町長選立候補当時は、医療、福祉、教育の分野で切実な町民の願望がありました。町長就任と同時に、医療については舟形駅舎に画期的な公設民営の診療所を創設、福祉は高齢化社会の到来を見据えて、特別養護老人ホームを、私が以前勤務した法人経営の下に建設致しました。

しかし、教育は30年来の教育課題である中学校の統合でありました。平成5年から平成10年4月1日統合までの道程は、誠に厳しいものがあり、一部反対住民の提訴により裁判にまでなりましたが、自らも昼夜を問わず話し合いと説得を続け、賢明な良識ある町民の輪が拡がり、裁判取り下げ、円満統合実現は、大きな喜びであり、私にとって生涯忘れることは出来ないでしょう。

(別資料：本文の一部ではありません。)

//! Domain types for the accounts module

use std::fmt;

use rust_decimal::Decimal;
use serde::{Deserialize, Serialize};
use time::Date;

/// An account from the user parameter data (`HIUPD`).
#[derive(Debug, Clone, Default, PartialEq, Eq, Serialize, Deserialize)]
pub struct AccountInformation {
    /// National account number.
    pub number: String,
    pub subaccount: String,
    /// Bank code the account is held at.
    pub bank_code: String,
    pub iban: String,
    pub bic: String,
    pub customer_id: String,
    /// Account type code, e.g. `1` for a current account.
    pub account_type: String,
    pub currency: String,
    pub owner: String,
    /// Product name, e.g. `Girokonto`.
    pub product: String,
    /// Segment ids of the business operations allowed on this account.
    pub permissions: Vec<String>,
}

impl AccountInformation {
    /// Returns `true` if the user may run the operation with the given segment id on this account.
    pub fn is_permitted(&self, segment_id: &str) -> bool {
        self.permissions.iter().any(|permission| permission == segment_id)
    }
}

impl fmt::Display for AccountInformation {
    fn fmt(&self, f: &mut fmt::Formatter<'_>) -> fmt::Result {
        if self.iban.is_empty() {
            write!(f, "{} ({})", self.number, self.product)
        } else {
            write!(f, "{} ({})", self.iban, self.product)
        }
    }
}

/// A signed amount at a booking date.
#[derive(Debug, Clone, PartialEq, Eq, Serialize, Deserialize)]
pub struct Balance {
    /// Negative for debit balances.
    pub amount: Decimal,
    pub currency: String,
    pub date: Date,
}

/// Balance of an account (`HISAL`).
#[derive(Debug, Clone, PartialEq, Eq, Serialize, Deserialize)]
pub struct AccountBalance {
    pub account: String,
    pub product: String,
    pub currency: String,
    pub booked: Balance,
    /// Booked plus pending transactions, if the bank reports it.
    pub pending: Option<Balance>,
    pub credit_line: Option<Decimal>,
    /// Amount available for withdrawal.
    pub available: Option<Decimal>,
}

私は、半世紀この道一筋、ただ、ひたすら町民を信頼し、町民の声を礎に誠実と決断で反映してきました。限りない多くの人との出逢いと交流の積み重ねを糧として迎えた21世紀の節目、初心を忘れることなく、新たな情熱と行動力を発揮してまいりたいと思います。

継続は力なり、毎朝道路沿いの空缶と、ゴミ収集が日課で、3粁先まで足を延ばすこともある。春から秋にかけての早朝は、趣が一変する清々しさを受け、町民と声をかけあう喜びもある。1日の仕事が始まり、徒歩で八時頃には登庁し、日記をつける習慣も変わらない。毎日の健康法は、米酢、根昆布は欠かした事がなく、青竹踏みも継続している。

21世紀は、心の世紀と言われ人々の多様性と独創性が発揮できる社会、自立の時代を形成することが肝要とされております。

今後も第5次基本構想に基づき、“人、環境、未来ふながた21”の創造に向けて全力を挙げて取り組んで参りたいと思います。